Access to Justice

With Voting Rights Under Assault Across America, Shelby County Lawsuit Could Allow Vote-Stripping Without Preclearance

CAC Explains That Assault on Voting Rights Cannot Be Squared With Text And History Of 15th Amendment

CAC Civil Rights Director David Gans: “With voting rights under assault in states across America, the importance of preclearance is ever more apparent.”

Washington, DC – Since the Voting Rights Act of 1965 was reauthorized nearly unanimously by both houses of Congress in 2006, the Act has been under sustained attack. In 2009, in NAMUDNO v. Holder, the Supreme Court came dangerously close to striking down the Act’s preclearance requirement that requires certain states and local governments that have a history of racial discrimination in voting to preclear voting changes with the Justice Department or a three-judge court in Washington, D.C., but ultimately avoided deciding the question. Since then, state and local governments have lined up to challenge the constitutionality of this section, one of the most important and successful parts of the Voting Rights Act.

Now, with a slew of state and local laws seeking to limit ballot access coming mostly out of southern states subject to the preclearance requirement, the U.S. Court of Appeals for the D.C. Circuit is poised to hear the preclearance issue in Shelby County v. Holder (following Shelby County’s recent defeat in U.S. District Court) that the Supreme Court avoided in NAMUDNO.
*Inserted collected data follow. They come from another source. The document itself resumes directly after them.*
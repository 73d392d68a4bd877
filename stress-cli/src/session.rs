//! The session dispatch loop.
//!
//! Consumes decoded instructions from the connection, classifies them by
//! opcode, tracks per-frame metrics and enforces the session time limit.
//! A frame is the span between two consecutive `sync` instructions; its
//! metrics are the duration and the byte volume of non-sync traffic in
//! that span.

use std::time::Duration;

use stress_client::{InstructionReader, InstructionWriter};
use tokio::time::Instant;

/// How the session ended. All variants are terminal.
#[derive(Debug, Clone, PartialEq, Eq)]
pub enum SessionEnd {
    /// The configured time limit was reached: a clean, deliberate stop.
    TimeLimit,
    /// The remote signalled an `error` instruction; carries its detail
    /// message. An expected termination signal, not a local defect.
    RemoteError(String),
    /// The stream closed (or failed) without either of the above.
    StreamClosed,
}

/// Metrics for one completed frame.
#[derive(Debug, Clone, PartialEq, Eq)]
pub struct FrameStats {
    /// Time since the previous frame boundary.
    pub duration: Duration,
    /// Accumulated argument bytes of non-sync instructions in the frame.
    pub bytes: usize,
}

/// Result of a completed session.
#[derive(Debug, Clone, PartialEq, Eq)]
pub struct SessionReport {
    /// The terminal state.
    pub end: SessionEnd,
    /// Metrics for every non-empty frame, in order.
    pub frames: Vec<FrameStats>,
}

/// One stress session over an established connection.
///
/// The session clock starts when the value is created, which should
/// happen right after the connection is established.
#[derive(Debug)]
pub struct Session {
    started_at: Instant,
    time_limit: Duration,
}

impl Session {
    /// Create a session starting now. A zero `time_limit` means
    /// unlimited.
    pub fn new(time_limit: Duration) -> Self {
        Self {
            started_at: Instant::now(),
            time_limit,
        }
    }

    /// Run the dispatch loop until a terminal state.
    ///
    /// `writer` is `Some` only when this loop is the connection's writer
    /// (load generator disabled); then every `sync` is echoed back.
    /// Passing `None` makes the loop read-only, upholding the
    /// single-writer invariant by ownership rather than locking.
    pub async fn run<R, W>(self, mut reader: R, mut writer: Option<W>) -> SessionReport
    where
        R: InstructionReader,
        W: InstructionWriter,
    {
        let deadline = (!self.time_limit.is_zero()).then(|| self.started_at + self.time_limit);
        let mut frame_start = self.started_at;
        let mut bytes: usize = 0;
        let mut frames = Vec::new();

        loop {
            // Checked before reading so a pending instruction is never
            // consumed once the limit has passed.
            if let Some(deadline) = deadline {
                if Instant::now() >= deadline {
                    tracing::info!("Time limit reached.");
                    return SessionReport {
                        end: SessionEnd::TimeLimit,
                        frames,
                    };
                }
            }

            let next = match deadline {
                Some(deadline) => {
                    match tokio::time::timeout_at(deadline, reader.read_instruction()).await {
                        Ok(result) => result,
                        // A silent remote must not stall past the limit.
                        Err(_) => {
                            tracing::info!("Time limit reached.");
                            return SessionReport {
                                end: SessionEnd::TimeLimit,
                                frames,
                            };
                        }
                    }
                }
                None => reader.read_instruction().await,
            };

            let instruction = match next {
                Ok(Some(instruction)) => instruction,
                Ok(None) => {
                    tracing::error!("End of instruction stream.");
                    return SessionReport {
                        end: SessionEnd::StreamClosed,
                        frames,
                    };
                }
                Err(e) => {
                    tracing::error!("Error reading instruction stream: {}", e);
                    return SessionReport {
                        end: SessionEnd::StreamClosed,
                        frames,
                    };
                }
            };

            match instruction.opcode.as_str() {
                "sync" => {
                    let now = Instant::now();
                    if bytes != 0 {
                        let stats = FrameStats {
                            duration: now - frame_start,
                            bytes,
                        };
                        tracing::info!(
                            "Frame duration={}ms, {} bytes",
                            stats.duration.as_millis(),
                            stats.bytes
                        );
                        frames.push(stats);
                    }

                    // Echo only when this loop owns the writer.
                    if let Some(writer) = writer.as_mut() {
                        if let Err(e) = writer.write_instruction(&instruction).await {
                            tracing::error!("Failed to echo sync: {}", e);
                            return SessionReport {
                                end: SessionEnd::StreamClosed,
                                frames,
                            };
                        }
                    }

                    frame_start = now;
                    bytes = 0;
                }
                "error" => {
                    let detail = instruction.args.first().cloned().unwrap_or_default();
                    tracing::error!("Error from remote: {}", detail);
                    return SessionReport {
                        end: SessionEnd::RemoteError(detail),
                        frames,
                    };
                }
                _ => {
                    bytes += instruction
                        .args
                        .iter()
                        .map(|arg| arg.chars().count())
                        .sum::<usize>();
                }
            }
        }
    }
}

#[cfg(test)]
mod tests {
    use super::*;
    use stress_client::{MockConnection, MockWriter};
    use stress_proto::Instruction;

    fn inst(opcode: &str, args: &[&str]) -> Instruction {
        Instruction::new(opcode, args.iter().map(|s| s.to_string()).collect())
    }

    /// The §8 reference sequence: X(3), X(5), sync, Y(2).
    fn reference_script(conn: &MockConnection) {
        conn.queue_instruction(inst("img", &["abc"]));
        conn.queue_instruction(inst("img", &["abcde"]));
        conn.queue_instruction(inst("sync", &["1000"]));
        conn.queue_instruction(inst("rect", &["xy"]));
    }

    #[tokio::test(start_paused = true)]
    async fn sync_emits_frame_and_echoes_when_sole_writer() {
        let conn = MockConnection::new();
        reference_script(&conn);

        let session = Session::new(Duration::ZERO);
        let report = session.run(conn.reader(), Some(conn.writer())).await;

        // One frame of 3 + 5 bytes; the trailing rect lands in the next,
        // never-completed frame.
        assert_eq!(report.frames.len(), 1);
        assert_eq!(report.frames[0].bytes, 8);

        let echoed = conn.written_instructions();
        assert_eq!(echoed, vec![inst("sync", &["1000"])]);

        // Stream ends after the script.
        assert_eq!(report.end, SessionEnd::StreamClosed);
    }

    #[tokio::test(start_paused = true)]
    async fn counter_resets_at_frame_boundary() {
        let conn = MockConnection::new();
        reference_script(&conn);
        // Close the second frame so its counter is observable.
        conn.queue_instruction(inst("sync", &["2000"]));

        let session = Session::new(Duration::ZERO);
        let report = session.run(conn.reader(), Some(conn.writer())).await;

        assert_eq!(report.frames.len(), 2);
        assert_eq!(report.frames[0].bytes, 8);
        assert_eq!(report.frames[1].bytes, 2);
    }

    #[tokio::test(start_paused = true)]
    async fn empty_frames_are_not_recorded() {
        let conn = MockConnection::new();
        conn.queue_instruction(inst("sync", &["1"]));
        conn.queue_instruction(inst("sync", &["2"]));

        let session = Session::new(Duration::ZERO);
        let report = session.run(conn.reader(), Some(conn.writer())).await;

        assert!(report.frames.is_empty());
        // Both syncs are still echoed.
        assert_eq!(conn.written_instructions().len(), 2);
    }

    #[tokio::test(start_paused = true)]
    async fn hammer_mode_never_writes() {
        let conn = MockConnection::new();
        reference_script(&conn);

        let session = Session::new(Duration::ZERO);
        let report = session.run(conn.reader(), None::<MockWriter>).await;

        assert_eq!(report.frames.len(), 1);
        assert_eq!(report.frames[0].bytes, 8);
        assert!(conn.written_instructions().is_empty());
        assert!(conn.written_raw().is_empty());
    }

    #[tokio::test(start_paused = true)]
    async fn time_limit_ends_without_consuming_pending_input() {
        let conn = MockConnection::new();
        conn.queue_instruction(inst("img", &["abc"]));

        let session = Session::new(Duration::from_millis(100));
        tokio::time::advance(Duration::from_millis(150)).await;

        let report = session.run(conn.reader(), Some(conn.writer())).await;
        assert_eq!(report.end, SessionEnd::TimeLimit);
        assert_eq!(conn.unread_count(), 1);
    }

    #[tokio::test(start_paused = true)]
    async fn remote_error_ends_session_without_further_reads() {
        let conn = MockConnection::new();
        conn.queue_instruction(inst("error", &["connection refused"]));
        conn.queue_instruction(inst("img", &["never read"]));

        let session = Session::new(Duration::ZERO);
        let report = session.run(conn.reader(), Some(conn.writer())).await;

        assert_eq!(
            report.end,
            SessionEnd::RemoteError("connection refused".to_string())
        );
        assert_eq!(conn.unread_count(), 1);
    }

    #[tokio::test(start_paused = true)]
    async fn remote_error_without_detail() {
        let conn = MockConnection::new();
        conn.queue_instruction(inst("error", &[]));

        let session = Session::new(Duration::ZERO);
        let report = session.run(conn.reader(), Some(conn.writer())).await;
        assert_eq!(report.end, SessionEnd::RemoteError(String::new()));
    }

    #[tokio::test(start_paused = true)]
    async fn end_of_stream_is_distinct_from_time_limit() {
        let conn = MockConnection::new();

        let session = Session::new(Duration::from_millis(100));
        let report = session.run(conn.reader(), Some(conn.writer())).await;
        assert_eq!(report.end, SessionEnd::StreamClosed);
    }

    #[tokio::test(start_paused = true)]
    async fn read_error_ends_stream_closed() {
        let conn = MockConnection::new();
        conn.fail_next_read("connection reset");

        let session = Session::new(Duration::ZERO);
        let report = session.run(conn.reader(), Some(conn.writer())).await;
        assert_eq!(report.end, SessionEnd::StreamClosed);
    }

    #[tokio::test(start_paused = true)]
    async fn byte_counter_uses_code_points() {
        let conn = MockConnection::new();
        conn.queue_instruction(inst("name", &["héllo"]));
        conn.queue_instruction(inst("sync", &["1"]));

        let session = Session::new(Duration::ZERO);
        let report = session.run(conn.reader(), Some(conn.writer())).await;
        // 5 code points, although 6 bytes of UTF-8.
        assert_eq!(report.frames[0].bytes, 5);
    }
}
//! End-to-end tests of the `guac-stress` binary.

use std::io::Write;
use std::net::TcpListener;
use std::thread;
use std::time::Duration;

use assert_cmd::Command;
use predicates::prelude::*;

fn guac_stress() -> Command {
    let mut cmd = Command::cargo_bin("guac-stress").expect("binary built");
    cmd.timeout(Duration::from_secs(10));
    cmd
}

#[test]
fn missing_protocol_is_a_configuration_error() {
    guac_stress()
        .assert()
        .code(1)
        .stderr(predicate::str::contains("--protocol"));
}

#[test]
fn connection_failure_exits_with_failure() {
    // Reserve a port, then free it so nothing is listening there.
    let listener = TcpListener::bind("127.0.0.1:0").unwrap();
    let port = listener.local_addr().unwrap().port();
    drop(listener);

    guac_stress()
        .arg("--protocol=vnc")
        .arg(format!("127.0.0.1:{port}"))
        .assert()
        .code(1)
        .stderr(predicate::str::contains("connection failed"));
}

#[test]
fn time_limit_reached_is_success() {
    let listener = TcpListener::bind("127.0.0.1:0").unwrap();
    let port = listener.local_addr().unwrap().port();

    // Accept and hold the connection open without sending anything; the
    // time limit must still fire.
    let server = thread::spawn(move || {
        let (stream, _) = listener.accept().unwrap();
        thread::sleep(Duration::from_secs(5));
        drop(stream);
    });

    guac_stress()
        .arg("--protocol=vnc")
        .arg("--time-limit=100")
        .arg(format!("127.0.0.1:{port}"))
        .assert()
        .success()
        .stderr(predicate::str::contains("Time limit reached"));

    drop(server);
}

#[test]
fn remote_error_exits_with_failure() {
    let listener = TcpListener::bind("127.0.0.1:0").unwrap();
    let port = listener.local_addr().unwrap().port();

    let server = thread::spawn(move || {
        let (mut stream, _) = listener.accept().unwrap();
        stream
            .write_all(b"5.error,18.connection refused;")
            .unwrap();
        stream.flush().unwrap();
        thread::sleep(Duration::from_secs(2));
        drop(stream);
    });

    guac_stress()
        .arg("--protocol=vnc")
        .arg(format!("127.0.0.1:{port}"))
        .assert()
        .code(1)
        .stderr(predicate::str::contains("connection refused"));

    server.join().unwrap();
}

#[test]
fn stream_closure_exits_with_failure() {
    let listener = TcpListener::bind("127.0.0.1:0").unwrap();
    let port = listener.local_addr().unwrap().port();

    let server = thread::spawn(move || {
        let (stream, _) = listener.accept().unwrap();
        drop(stream);
    });

    guac_stress()
        .arg("--protocol=vnc")
        .arg(format!("127.0.0.1:{port}"))
        .assert()
        .code(1)
        .stderr(predicate::str::contains("End of instruction stream"));

    server.join().unwrap();
}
Today, Constitutional Accountability Center filed a “friend of the court” brief in that case defending the Voting Rights Act with the original meaning of the 15th Amendment, showing how Shelby County’s argument crashes against the text and history of the Constitution, which gives Congress sweeping power to eradicate racial discrimination in voting.

Read CAC’s brief in Shelby County v. Holder here.

David Gans, Director of CAC’s Civil Rights Program and author of the recent study Perfecting the Declaration, said, “With voting rights under assault in states across America, the importance of preclearance is ever more apparent. Those who seek to undo the rights of African Americans and other racial and ethnic minorities to free access to the ballot first have to do battle with the text and history of the 15th Amendment. That is a battle these challengers cannot win. As we make clear in the brief we filed with the Court of Appeals today, the evidence is overwhelming and definitive that the framers of the 15th Amendment provided Congress with broad authority to enact appropriate legislation to prevent and deter racial discrimination in voting. Shelby County’s argument is totally at odds with the 15th Amendment.”

Elizabeth Wydra, CAC’s Chief Counsel, continued, “In resisting the force of the 15th Amendment’s clear language, Shelby County echoes the same rejected arguments that opponents of the Amendment made in challenging its adoption in 1870. Shelby County ignores the historical reality that shows the 15th Amendment gives Congress broad power to regulate the states to ensure that the right to vote is fully enjoyed by all Americans, regardless of race. Such misguided ‘states’ rights’ arguments lost out in the wake of the Civil War, and we are confident they will lose in the Court of Appeals.”

The Court is scheduled to hear oral argument on January 19, 2012.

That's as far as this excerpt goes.